Stored items:
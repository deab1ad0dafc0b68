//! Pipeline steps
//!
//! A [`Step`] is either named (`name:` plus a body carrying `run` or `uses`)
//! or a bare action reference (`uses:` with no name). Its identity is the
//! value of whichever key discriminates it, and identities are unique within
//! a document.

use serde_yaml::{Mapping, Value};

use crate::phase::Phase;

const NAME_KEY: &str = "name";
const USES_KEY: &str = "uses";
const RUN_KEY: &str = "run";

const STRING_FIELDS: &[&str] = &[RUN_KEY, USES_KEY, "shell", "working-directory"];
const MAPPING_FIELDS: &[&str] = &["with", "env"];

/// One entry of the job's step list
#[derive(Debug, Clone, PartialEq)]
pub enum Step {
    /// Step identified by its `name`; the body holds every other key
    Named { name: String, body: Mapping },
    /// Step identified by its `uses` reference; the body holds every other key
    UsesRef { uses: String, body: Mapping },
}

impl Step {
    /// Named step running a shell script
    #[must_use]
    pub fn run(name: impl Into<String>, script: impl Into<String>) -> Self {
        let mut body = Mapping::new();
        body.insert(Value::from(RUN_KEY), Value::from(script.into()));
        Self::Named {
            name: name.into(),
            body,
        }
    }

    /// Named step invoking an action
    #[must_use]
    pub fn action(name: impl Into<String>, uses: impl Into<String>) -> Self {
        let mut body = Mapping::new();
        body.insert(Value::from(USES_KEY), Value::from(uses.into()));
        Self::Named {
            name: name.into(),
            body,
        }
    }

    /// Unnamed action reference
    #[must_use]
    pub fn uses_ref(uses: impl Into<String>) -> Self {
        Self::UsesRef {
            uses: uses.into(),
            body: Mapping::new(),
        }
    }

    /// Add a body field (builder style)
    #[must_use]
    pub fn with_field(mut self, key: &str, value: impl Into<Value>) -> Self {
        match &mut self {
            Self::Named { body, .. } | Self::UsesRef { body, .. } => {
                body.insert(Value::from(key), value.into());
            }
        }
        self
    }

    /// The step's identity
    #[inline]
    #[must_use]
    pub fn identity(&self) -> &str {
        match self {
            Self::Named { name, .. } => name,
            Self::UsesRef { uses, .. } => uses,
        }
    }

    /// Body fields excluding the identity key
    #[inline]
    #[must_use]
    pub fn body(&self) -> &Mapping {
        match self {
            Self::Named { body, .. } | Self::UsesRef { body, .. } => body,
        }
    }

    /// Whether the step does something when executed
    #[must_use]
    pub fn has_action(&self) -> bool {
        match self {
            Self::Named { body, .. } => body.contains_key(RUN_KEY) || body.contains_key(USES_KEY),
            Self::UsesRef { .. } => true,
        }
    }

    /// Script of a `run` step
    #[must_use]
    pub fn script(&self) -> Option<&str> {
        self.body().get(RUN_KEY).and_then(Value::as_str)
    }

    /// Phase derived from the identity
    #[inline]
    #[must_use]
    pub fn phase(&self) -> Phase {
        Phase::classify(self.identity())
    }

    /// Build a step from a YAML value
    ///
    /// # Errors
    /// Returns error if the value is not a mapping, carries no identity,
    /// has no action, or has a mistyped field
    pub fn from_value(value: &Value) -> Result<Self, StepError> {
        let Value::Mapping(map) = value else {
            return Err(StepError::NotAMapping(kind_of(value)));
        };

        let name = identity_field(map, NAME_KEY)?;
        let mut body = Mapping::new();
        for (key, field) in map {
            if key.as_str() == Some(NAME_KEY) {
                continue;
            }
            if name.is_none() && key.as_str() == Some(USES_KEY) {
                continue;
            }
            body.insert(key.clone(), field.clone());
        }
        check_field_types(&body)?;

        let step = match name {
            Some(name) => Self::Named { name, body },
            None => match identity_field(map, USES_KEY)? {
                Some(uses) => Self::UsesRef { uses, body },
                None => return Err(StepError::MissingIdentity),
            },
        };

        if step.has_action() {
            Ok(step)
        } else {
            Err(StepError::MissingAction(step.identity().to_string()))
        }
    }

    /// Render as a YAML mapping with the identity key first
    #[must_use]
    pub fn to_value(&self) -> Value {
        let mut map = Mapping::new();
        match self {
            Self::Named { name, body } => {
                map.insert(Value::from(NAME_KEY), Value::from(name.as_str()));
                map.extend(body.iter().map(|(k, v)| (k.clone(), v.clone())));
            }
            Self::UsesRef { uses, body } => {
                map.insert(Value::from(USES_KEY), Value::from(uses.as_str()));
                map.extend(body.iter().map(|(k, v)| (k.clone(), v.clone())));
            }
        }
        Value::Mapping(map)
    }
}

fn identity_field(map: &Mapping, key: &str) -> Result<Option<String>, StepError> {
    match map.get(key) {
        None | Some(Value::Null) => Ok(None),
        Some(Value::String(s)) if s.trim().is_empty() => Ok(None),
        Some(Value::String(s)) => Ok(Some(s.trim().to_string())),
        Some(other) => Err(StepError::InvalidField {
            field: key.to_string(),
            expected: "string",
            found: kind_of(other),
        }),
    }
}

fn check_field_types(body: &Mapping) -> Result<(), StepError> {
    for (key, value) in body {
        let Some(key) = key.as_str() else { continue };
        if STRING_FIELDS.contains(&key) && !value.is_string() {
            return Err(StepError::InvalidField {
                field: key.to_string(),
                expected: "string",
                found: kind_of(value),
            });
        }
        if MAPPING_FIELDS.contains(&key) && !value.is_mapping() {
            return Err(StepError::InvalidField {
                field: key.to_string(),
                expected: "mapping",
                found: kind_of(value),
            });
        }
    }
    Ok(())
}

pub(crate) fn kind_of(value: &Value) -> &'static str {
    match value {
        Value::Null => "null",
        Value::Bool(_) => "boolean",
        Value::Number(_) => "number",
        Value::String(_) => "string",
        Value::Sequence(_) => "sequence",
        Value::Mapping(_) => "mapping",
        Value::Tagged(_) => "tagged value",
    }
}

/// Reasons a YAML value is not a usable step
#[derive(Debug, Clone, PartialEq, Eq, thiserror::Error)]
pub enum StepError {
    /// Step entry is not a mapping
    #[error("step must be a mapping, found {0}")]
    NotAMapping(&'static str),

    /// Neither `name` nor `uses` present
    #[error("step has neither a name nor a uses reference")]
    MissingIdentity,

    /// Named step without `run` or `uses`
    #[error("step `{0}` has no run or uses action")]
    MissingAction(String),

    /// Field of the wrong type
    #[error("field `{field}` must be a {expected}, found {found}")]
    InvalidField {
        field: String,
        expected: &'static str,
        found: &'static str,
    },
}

Prompt:
The required response is a complete, exact copy of the records.

Answer to this exercise:
repository deab1ad0dafc0b68
//! Pipeline steps
//!
//! A [`Step`] is either named (`name:` plus a body carrying `run` or `uses`)
//! or a bare action reference (`uses:` with no name). Its identity is the
//! value of whichever key discriminates it, and identities are unique within
//! a document.

use serde_yaml::{Mapping, Value};

use crate::phase::Phase;

const NAME_KEY: &str = "name";
const USES_KEY: &str = "uses";
const RUN_KEY: &str = "run";

const STRING_FIELDS: &[&str] = &[RUN_KEY, USES_KEY, "shell", "working-directory"];
const MAPPING_FIELDS: &[&str] = &["with", "env"];

/// One entry of the job's step list
#[derive(Debug, Clone, PartialEq)]
pub enum Step {
    /// Step identified by its `name`; the body holds every other key
    Named { name: String, body: Mapping },
    /// Step identified by its `uses` reference; the body holds every other key
    UsesRef { uses: String, body: Mapping },
}

impl Step {
    /// Named step running a shell script
    #[must_use]
    pub fn run(name: impl Into<String>, script: impl Into<String>) -> Self {
        let mut body = Mapping::new();
        body.insert(Value::from(RUN_KEY), Value::from(script.into()));
        Self::Named {
            name: name.into(),
            body,
        }
    }

    /// Named step invoking an action
    #[must_use]
    pub fn action(name: impl Into<String>, uses: impl Into<String>) -> Self {
        let mut body = Mapping::new();
        body.insert(Value::from(USES_KEY), Value::from(uses.into()));
        Self::Named {
            name: name.into(),
            body,
        }
    }

    /// Unnamed action reference
    #[must_use]
    pub fn uses_ref(uses: impl Into<String>) -> Self {
        Self::UsesRef {
            uses: uses.into(),
            body: Mapping::new(),
        }
    }

    /// Add a body field (builder style)
    #[must_use]
    pub fn with_field(mut self, key: &str, value: impl Into<Value>) -> Self {
        match &mut self {
            Self::Named { body, .. } | Self::UsesRef { body, .. } => {
                body.insert(Value::from(key), value.into());
            }
        }
        self
    }

    /// The step's identity
    #[inline]
    #[must_use]
    pub fn identity(&self) -> &str {
        match self {
            Self::Named { name, .. } => name,
            Self::UsesRef { uses, .. } => uses,
        }
    }

    /// Body fields excluding the identity key
    #[inline]
    #[must_use]
    pub fn body(&self) -> &Mapping {
        match self {
            Self::Named { body, .. } | Self::UsesRef { body, .. } => body,
        }
    }

    /// Whether the step does something when executed
    #[must_use]
    pub fn has_action(&self) -> bool {
        match self {
            Self::Named { body, .. } => body.contains_key(RUN_KEY) || body.contains_key(USES_KEY),
            Self::UsesRef { .. } => true,
        }
    }

    /// Script of a `run` step
    #[must_use]
    pub fn script(&self) -> Option<&str> {
        self.body().get(RUN_KEY).and_then(Value::as_str)
    }

    /// Phase derived from the identity
    #[inline]
    #[must_use]
    pub fn phase(&self) -> Phase {
        Phase::classify(self.identity())
    }

    /// Build a step from a YAML value
    ///
    /// # Errors
    /// Returns error if the value is not a mapping, carries no identity,
    /// has no action, or has a mistyped field
    pub fn from_value(value: &Value) -> Result<Self, StepError> {
        let Value::Mapping(map) = value else {
            return Err(StepError::NotAMapping(kind_of(value)));
        };

        let name = identity_field(map, NAME_KEY)?;
        let mut body = Mapping::new();
        for (key, field) in map {
            if key.as_str() == Some(NAME_KEY) {
                continue;
            }
            if name.is_none() && key.as_str() == Some(USES_KEY) {
                continue;
            }
            body.insert(key.clone(), field.clone());
        }
        check_field_types(&body)?;

        let step = match name {
            Some(name) => Self::Named { name, body },
            None => match identity_field(map, USES_KEY)? {
                Some(uses) => Self::UsesRef { uses, body },
                None => return Err(StepError::MissingIdentity),
            },
        };

        if step.has_action() {
            Ok(step)
        } else {
            Err(StepError::MissingAction(step.identity().to_string()))
        }
    }

    /// Render as a YAML mapping with the identity key first
    #[must_use]
    pub fn to_value(&self) -> Value {
        let mut map = Mapping::new();
        match self {
            Self::Named { name, body } => {
                map.insert(Value::from(NAME_KEY), Value::from(name.as_str()));
                map.extend(body.iter().map(|(k, v)| (k.clone(), v.clone())));
            }
            Self::UsesRef { uses, body } => {
                map.insert(Value::from(USES_KEY), Value::from(uses.as_str()));
                map.extend(body.iter().map(|(k, v)| (k.clone(), v.clone())));
            }
        }
        Value::Mapping(map)
    }
}

fn identity_field(map: &Mapping, key: &str) -> Result<Option<String>, StepError> {
    match map.get(key) {
        None | Some(Value::Null) => Ok(None),
        Some(Value::String(s)) if s.trim().is_empty() => Ok(None),
        Some(Value::String(s)) => Ok(Some(s.trim().to_string())),
        Some(other) => Err(StepError::InvalidField {
            field: key.to_string(),
            expected: "string",
            found: kind_of(other),
        }),
    }
}

fn check_field_types(body: &Mapping) -> Result<(), StepError> {
    for (key, value) in body {
        let Some(key) = key.as_str() else { continue };
        if STRING_FIELDS.contains(&key) && !value.is_string() {
            return Err(StepError::InvalidField {
                field: key.to_string(),
                expected: "string",
                found: kind_of(value),
            });
        }
        if MAPPING_FIELDS.contains(&key) && !value.is_mapping() {
            return Err(StepError::InvalidField {
                field: key.to_string(),
                expected: "mapping",
                found: kind_of(value),
            });
        }
    }
    Ok(())
}

pub(crate) fn kind_of(value: &Value) -> &'static str {
    match value {
        Value::Null => "null",
        Value::Bool(_) => "boolean",
        Value::Number(_) => "number",
        Value::String(_) => "string",
        Value::Sequence(_) => "sequence",
        Value::Mapping(_) => "mapping",
        Value::Tagged(_) => "tagged value",
    }
}

/// Reasons a YAML value is not a usable step
#[derive(Debug, Clone, PartialEq, Eq, thiserror::Error)]
pub enum StepError {
    /// Step entry is not a mapping
    #[error("step must be a mapping, found {0}")]
    NotAMapping(&'static str),

    /// Neither `name` nor `uses` present
    #[error("step has neither a name nor a uses reference")]
    MissingIdentity,

    /// Named step without `run` or `uses`
    #[error("step `{0}` has no run or uses action")]
    MissingAction(String),

    /// Field of the wrong type
    #[error("field `{field}` must be a {expected}, found {found}")]
    InvalidField {
        field: String,
        expected: &'static str,
        found: &'static str,
    },
}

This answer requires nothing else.